22 September 2009--North and west today, to Northmavine, a section of Mainland connected only by a very narrow
neck of land called Mavis Grind, where the Atlantic Ocean and the North Sea are conspiring to make Northmavine an island. We're
headed to Eshaness [US]. Along
the way, we see spectacular sea stacks in the distance, the Drongs and Dore Holm. The latter is said to look like a drinking
horse. [The photos below do not properly convey the size of these things.]
At the end of the road stands a lighthouse, built by David Stevenson, last of the engineering Stevensons, in the early 20th century. From there, we walk north along the cliffs, marveling at the thundering surf. It's a good day for that-- southwest winds are strong enough to make us stumble. We give the cliffs a healthy margin.
On the way back, we cut inland to see the unexcavated broch at Loch of Houlland. We are surprised along the way to see the back end of a gloup, a narrow sea tunnel through the cliffs. (We wouldn't have been had we looked at the map a little more closely.) We pass by the ruins of several horizontal mills. It seems to be fairly common for two or three of these to be sited one above the next along their watercourses. The broch sits on what was once an island in the little loch, now easily accessible.
Eshaness is a marvelous place--some would say the essence of Shetland. I think Shetland is too diverse for any one place to encapsulate it, but it has certainly been exhilarating to spend a couple of hours here.

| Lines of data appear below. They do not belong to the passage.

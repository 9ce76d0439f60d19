// Originally derived from https://github.com/istio/ztunnel (Apache 2.0 licensed)

use std::collections::HashSet;
use std::sync::{Arc, Mutex};

use tracing::info;

use crate::telemetry;

/// Ready tracks whether the process is ready.
#[derive(Clone, Debug, Default)]
pub struct Ready(Arc<Mutex<HashSet<String>>>);

impl Ready {
	pub fn new() -> Ready {
		Ready(Default::default())
	}

	/// register_task allows a caller to add a dependency to be marked "ready".
	pub fn register_task(&self, name: &str) -> BlockReady {
		self.0.lock().unwrap().insert(name.to_string());
		BlockReady {
			parent: self.to_owned(),
			name: name.to_string(),
		}
	}

	pub fn pending(&self) -> HashSet<String> {
		self.0.lock().unwrap().clone()
	}

	pub fn is_ready(&self) -> bool {
		self.0.lock().unwrap().is_empty()
	}
}

/// BlockReady blocks readiness until it is dropped.
pub struct BlockReady {
	parent: Ready,
	name: String,
}

impl BlockReady {
	pub fn subtask(&self, name: &str) -> BlockReady {
		self.parent.register_task(name)
	}
}

impl Drop for BlockReady {
	fn drop(&mut self) {
		let mut pending = self.parent.0.lock().unwrap();
		let removed = pending.remove(&self.name);
		debug_assert!(removed); // It is a bug to somehow remove something twice
		let left = pending.len();
		let dur = telemetry::APPLICATION_START_TIME.elapsed();
		if left == 0 {
			info!(
				"task '{}' complete ({dur:?}), marking server ready",
				self.name
			);
		} else {
			info!(
				"task '{}' complete ({dur:?}), still awaiting {left} tasks",
				self.name
			);
		}
	}
}
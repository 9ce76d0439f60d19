use std::convert::Infallible;
use std::sync::Arc;
use std::time::Duration;

use edge_core::drain;
use edge_core::drain::DrainWatcher;
use hyper_util::rt::{TokioExecutor, TokioIo, TokioTimer};
use hyper_util::server::conn::auto;
use tokio::net::TcpListener;
use tokio::sync::watch;
use tokio::task::JoinSet;
use tracing::{Instrument, debug, info, info_span, warn};

use super::httpproxy::HttpProxy;
use crate::ProxyInputs;
use crate::transport::stream::{LoggingMode, LoopbackMarker, Socket, TlsConnectionInfo};
use crate::transport::{proxyprotocol, tls};

/// A listener bound at startup. Binding happens before the gateway runs so a bind failure is a
/// startup failure, not a runtime surprise.
pub struct BoundListener {
	pub name: String,
	pub listener: TcpListener,
	pub tls: Option<Arc<rustls::ServerConfig>>,
	pub proxy_protocol: bool,
	/// The internal hairpin listener: mTLS-only, and connections with a verified peer certificate
	/// are marked as having arrived from this process.
	pub loopback: bool,
}

pub struct Gateway {
	pi: Arc<ProxyInputs>,
	listeners: Vec<BoundListener>,
	drain: DrainWatcher,
}

impl Gateway {
	pub fn new(pi: Arc<ProxyInputs>, listeners: Vec<BoundListener>, drain: DrainWatcher) -> Gateway {
		Gateway {
			pi,
			listeners,
			drain,
		}
	}

	pub async fn run(self) {
		let proxy = HttpProxy::new(self.pi.clone());
		let mut js = JoinSet::new();
		for bound in self.listeners {
			let span = info_span!("listener", name = bound.name.as_str());
			js.spawn(
				Self::run_listener(self.pi.clone(), proxy.clone(), bound, self.drain.clone())
					.instrument(span),
			);
		}
		while let Some(res) = js.join_next().await {
			if let Err(e) = res {
				warn!("listener task failed: {e}");
			}
		}
		info!("all listeners drained");
	}

	async fn run_listener(
		pi: Arc<ProxyInputs>,
		proxy: HttpProxy,
		bound: BoundListener,
		drain: DrainWatcher,
	) {
		let name = bound.name.clone();
		let addr = bound
			.listener
			.local_addr()
			.map(|a| a.to_string())
			.unwrap_or_default();
		info!(%addr, "listener established");
		let deadline = pi.cfg.drain_wait;
		let accept = async move |drain: DrainWatcher, mut force_shutdown: watch::Receiver<()>| {
			let wait = drain.clone().wait_for_drain();
			tokio::pin!(wait);
			// Transient accept errors back off instead of killing the listener.
			let mut backoff = Duration::from_millis(5);
			let shutdown = loop {
				tokio::select! {
					res = bound.listener.accept() => match res {
						Ok((stream, peer)) => {
							backoff = Duration::from_millis(5);
							debug!(%peer, "connection accepted");
							let pi = pi.clone();
							let proxy = proxy.clone();
							let tls = bound.tls.clone();
							let conn_drain = drain.clone();
							let force_shutdown = force_shutdown.clone();
							let proxy_protocol = bound.proxy_protocol;
							let loopback = bound.loopback;
							tokio::spawn(async move {
								handle_connection(
									pi,
									proxy,
									stream,
									tls,
									proxy_protocol,
									loopback,
									conn_drain,
									force_shutdown,
								)
								.await;
							});
						},
						Err(e) => {
							warn!("accept failed: {e}");
							tokio::time::sleep(backoff).await;
							backoff = (backoff * 2).min(Duration::from_secs(1));
						},
					},
					shutdown = &mut wait => break shutdown,
				}
			};
			info!("drain started, no longer accepting connections");
			// Release every handle this loop holds so the drain can complete as soon as the
			// spawned connections finish; completing this future early would force-terminate them.
			drop(bound);
			drop(shutdown);
			drop(drain);
			let _ = force_shutdown.changed().await;
		};
		drain::run_with_drain(format!("listener {name}"), drain, deadline, accept).await;
	}
}

#[allow(clippy::too_many_arguments)]
async fn handle_connection(
	pi: Arc<ProxyInputs>,
	proxy: HttpProxy,
	stream: tokio::net::TcpStream,
	tls_config: Option<Arc<rustls::ServerConfig>>,
	proxy_protocol: bool,
	loopback: bool,
	conn_drain: DrainWatcher,
	mut force_shutdown: watch::Receiver<()>,
) {
	let mut socket = match Socket::from_tcp(stream) {
		Ok(s) => s,
		Err(e) => {
			warn!("failed to set up connection: {e}");
			return;
		},
	};
	socket.with_logging(LoggingMode::Downstream);
	let peer = socket.tcp().peer_addr;

	if proxy_protocol {
		match proxyprotocol::parse(&mut socket).await {
			Ok(Some(info)) => {
				socket.ext_mut().insert(info);
			},
			Ok(None) => {},
			Err(e) => {
				warn!(%peer, "rejecting connection with bad proxy protocol preamble: {e}");
				return;
			},
		}
	}

	let socket = match tls_config {
		Some(cfg) => match tls::accept(socket, cfg).await {
			Ok(s) => s,
			Err(e) => {
				// A failed handshake closes this connection; the listener is untouched.
				warn!(%peer, "TLS handshake failed: {e}");
				return;
			},
		},
		None => socket,
	};

	let mut socket = socket;
	if loopback {
		let verified = socket
			.ext::<TlsConnectionInfo>()
			.is_some_and(|t| t.peer_certificate.is_some());
		if verified {
			socket.ext_mut().insert(LoopbackMarker);
		}
	}

	let connection = Arc::new(socket.get_ext());
	let mut builder = auto::Builder::new(TokioExecutor::new());
	builder
		.http1()
		.timer(TokioTimer::new())
		.header_read_timeout(pi.cfg.read_header_timeout);
	builder.http2().timer(TokioTimer::new());
	let serve = builder.serve_connection_with_upgrades(
		TokioIo::new(socket),
		hyper::service::service_fn(move |req| {
			let proxy = proxy.clone();
			let connection = connection.clone();
			async move { Ok::<_, Infallible>(proxy.proxy(connection, req).await) }
		}),
	);
	tokio::pin!(serve);

	let drain_started = conn_drain.clone().wait_for_drain();
	tokio::select! {
		res = &mut serve => {
			if let Err(e) = res {
				debug!(%peer, "connection closed with error: {e}");
			}
		},
		shutdown = drain_started => {
			// Finish in-flight requests (GOAWAY for h2, `Connection: close` for h1), but give up
			// entirely once the hard deadline fires.
			serve.as_mut().graceful_shutdown();
			tokio::select! {
				res = &mut serve => {
					if let Err(e) = res {
						debug!(%peer, "connection closed during drain: {e}");
					}
				},
				_ = force_shutdown.changed() => {
					info!(%peer, "connection forcefully terminated");
				}
			}
			drop(shutdown);
		}
	}
	drop(conn_drain);
}
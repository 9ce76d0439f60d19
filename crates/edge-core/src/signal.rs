// Originally derived from https://github.com/istio/ztunnel (Apache 2.0 licensed)

use tokio::sync::mpsc;

/// How the process was asked to stop.
#[derive(Debug, Clone, Copy, PartialEq, Eq)]
pub enum ShutdownMode {
	/// Stop accepting new requests, let in-flight requests finish up to the drain deadline.
	Graceful,
	/// Stop now.
	Immediate,
}

pub struct Shutdown {
	shutdown_tx: mpsc::Sender<ShutdownMode>,
	shutdown_rx: mpsc::Receiver<ShutdownMode>,
}

impl Shutdown {
	pub fn new() -> Self {
		let (shutdown_tx, shutdown_rx) = mpsc::channel(1);
		Shutdown {
			shutdown_tx,
			shutdown_rx,
		}
	}

	/// Trigger returns a ShutdownTrigger which can be used to trigger a shutdown immediately.
	pub fn trigger(&self) -> ShutdownTrigger {
		ShutdownTrigger {
			shutdown_tx: self.shutdown_tx.clone(),
		}
	}

	/// Wait completes when a shutdown has been requested, and reports how to stop.
	pub async fn wait(mut self) -> ShutdownMode {
		imp::shutdown(&mut self.shutdown_rx).await
	}
}

impl Default for Shutdown {
	fn default() -> Self {
		Self::new()
	}
}

#[derive(Clone, Debug)]
pub struct ShutdownTrigger {
	shutdown_tx: mpsc::Sender<ShutdownMode>,
}

impl ShutdownTrigger {
	pub async fn shutdown_now(&self) {
		let _ = self.shutdown_tx.send(ShutdownMode::Immediate).await;
	}

	pub async fn shutdown_drain(&self) {
		let _ = self.shutdown_tx.send(ShutdownMode::Graceful).await;
	}
}

#[cfg(unix)]
mod imp {
	use super::ShutdownMode;
	use tokio::signal::unix::{SignalKind, signal};
	use tokio::sync::mpsc::Receiver;
	use tracing::info;

	pub(super) async fn shutdown(receiver: &mut Receiver<ShutdownMode>) -> ShutdownMode {
		tokio::select! {
			_ = watch_signal(SignalKind::user_defined1(), "SIGUSR1") => ShutdownMode::Graceful,
			_ = watch_signal(SignalKind::user_defined2(), "SIGUSR2") => ShutdownMode::Immediate,
			_ = watch_signal(SignalKind::interrupt(), "SIGINT") => ShutdownMode::Immediate,
			_ = watch_signal(SignalKind::terminate(), "SIGTERM") => ShutdownMode::Immediate,
			res = receiver.recv() => {
				info!("received explicit shutdown request");
				res.unwrap_or(ShutdownMode::Immediate)
			}
		}
	}

	async fn watch_signal(kind: SignalKind, name: &'static str) {
		signal(kind)
			.expect("failed to register signal handler")
			.recv()
			.await;
		info!("received signal {}, starting shutdown", name);
	}
}

#[cfg(not(unix))]
mod imp {
	use super::ShutdownMode;
	use tokio::sync::mpsc::Receiver;
	use tracing::info;

	pub(super) async fn shutdown(receiver: &mut Receiver<ShutdownMode>) -> ShutdownMode {
		tokio::select! {
			_ = watch_signal() => ShutdownMode::Immediate,
			res = receiver.recv() => {
				info!("received explicit shutdown request");
				res.unwrap_or(ShutdownMode::Immediate)
			}
		}
	}

	// This isn't quite right, but close enough for windows...
	async fn watch_signal() {
		tokio::signal::windows::ctrl_c()
			.expect("failed to register signal handler")
			.recv()
			.await;
		info!("received signal, starting shutdown");
	}
}
use std::time::Instant;

use once_cell::sync::Lazy;
use tracing_subscriber::prelude::*;
use tracing_subscriber::{EnvFilter, fmt};

pub static APPLICATION_START_TIME: Lazy<Instant> = Lazy::new(Instant::now);

/// setup_logging installs the global tracing subscriber. Call once, from the binary entrypoint,
/// before anything logs. The filter comes from RUST_LOG (default `info`); set LOG_FORMAT=json for
/// machine-readable output.
pub fn setup_logging() {
	Lazy::force(&APPLICATION_START_TIME);
	let filter = EnvFilter::try_from_default_env().unwrap_or_else(|_| EnvFilter::new("info"));
	let json = std::env::var("LOG_FORMAT")
		.map(|f| f.eq_ignore_ascii_case("json"))
		.unwrap_or(false);
	if json {
		tracing_subscriber::registry()
			.with(filter)
			.with(fmt::layer().json().flatten_event(true).with_writer(std::io::stderr))
			.init();
	} else {
		tracing_subscriber::registry()
			.with(filter)
			.with(fmt::layer().with_writer(std::io::stderr))
			.init();
	}
}

pub mod testing {
	use tracing_subscriber::EnvFilter;

	/// Best-effort subscriber installation for tests; safe to call repeatedly.
	pub fn setup_test_logging() {
		let filter = EnvFilter::try_from_default_env().unwrap_or_else(|_| EnvFilter::new("info"));
		let _ = tracing_subscriber::fmt()
			.with_env_filter(filter)
			.with_test_writer()
			.try_init();
	}
}
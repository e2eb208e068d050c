use axum::{
    extract::{Query, State},
    http::StatusCode,
    response::{IntoResponse, Redirect, Response},
    routing::{get, post},
    Json, Router,
};
use axum_login::tower_sessions::Session;
use oauth2::CsrfToken;
use serde::Deserialize;
use tracing::instrument;

use crate::{app_state::AppState, domain::User, routes::ApiError};

use super::backend::{AuthSession, Credentials};

const CSRF_STATE_KEY: &str = "auth.csrf-state";

pub fn router() -> Router<AppState> {
    Router::new()
        .route("/me", get(me))
        .route("/login", post(login))
        .route("/logout", get(logout))
        .route("/callback", get(callback))
}

/// The current session's user; 401 when nobody is logged in.
async fn me(auth_session: AuthSession) -> Result<Json<User>, ApiError> {
    auth_session
        .user
        .map(Json)
        .ok_or_else(|| ApiError::unauthorized("Unauthorized"))
}

/// Start the OAuth2 flow: remember the CSRF state in the session and
/// hand the authorization URL back to the frontend.
async fn login(auth_session: AuthSession, session: Session) -> Result<String, ApiError> {
    let (auth_url, csrf_state) = auth_session.backend.authorize_url();

    session
        .insert(CSRF_STATE_KEY, csrf_state.secret())
        .await
        .map_err(|err| {
            tracing::error!("Failed to store CSRF state in session: {}", err);
            ApiError::internal()
        })?;

    Ok(auth_url.to_string())
}

/// Destroy the session.
async fn logout(mut auth_session: AuthSession) -> Result<StatusCode, ApiError> {
    auth_session.logout().await.map_err(|err| {
        tracing::error!("Failed to destroy session: {}", err);
        ApiError::internal()
    })?;

    Ok(StatusCode::NO_CONTENT)
}

#[derive(Debug, Clone, Deserialize)]
struct AuthzResp {
    code: String,
    state: CsrfToken,
}

#[instrument(name = "GET /auth/callback", skip_all)]
async fn callback(
    mut auth_session: AuthSession,
    session: Session,
    State(app_state): State<AppState>,
    Query(AuthzResp {
        code,
        state: new_state,
    }): Query<AuthzResp>,
) -> Response {
    let Ok(Some(old_state)) = session.get(CSRF_STATE_KEY).await else {
        return ApiError::bad_request("Missing CSRF state").into_response();
    };

    let creds = Credentials {
        code,
        old_state,
        new_state,
    };

    let user = match auth_session.authenticate(creds).await {
        Ok(Some(user)) => user,
        Ok(None) => {
            tracing::error!("CSRF state validation failed");
            return ApiError::unauthorized("Unauthorized").into_response();
        }
        Err(err) => {
            tracing::error!("Authentication failed: {}", err);
            return ApiError::internal().into_response();
        }
    };

    if let Err(err) = auth_session.login(&user).await {
        tracing::error!("Failed to establish session for {}: {}", user.id, err);
        return ApiError::internal().into_response();
    }

    tracing::info!("User {} logged in", user.id);
    Redirect::to(app_state.app_url.as_str()).into_response()
}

After, we drive around Northmavine, poking around various villages and beaches, and passing by the oil terminal at Sullom Voe [US], said to be Europe's largest. It's not lost on us that the oil that arrives here must be transported elsewhere for refining, then returned here as petrol; despite its proximity to the North Sea oil fields, Shetland must bear very high fuel prices.
On the way back to Lerwick, we stop for a pint at the Westings Inn, which sits on a hillside overlooking Whiteness Voe. Great view, and one of a few pubs in all of Shetland in which to get real ale. We dine this evening in the chippy on Commercial Street, and catch the session at the Douglas Arms, which is pretty good.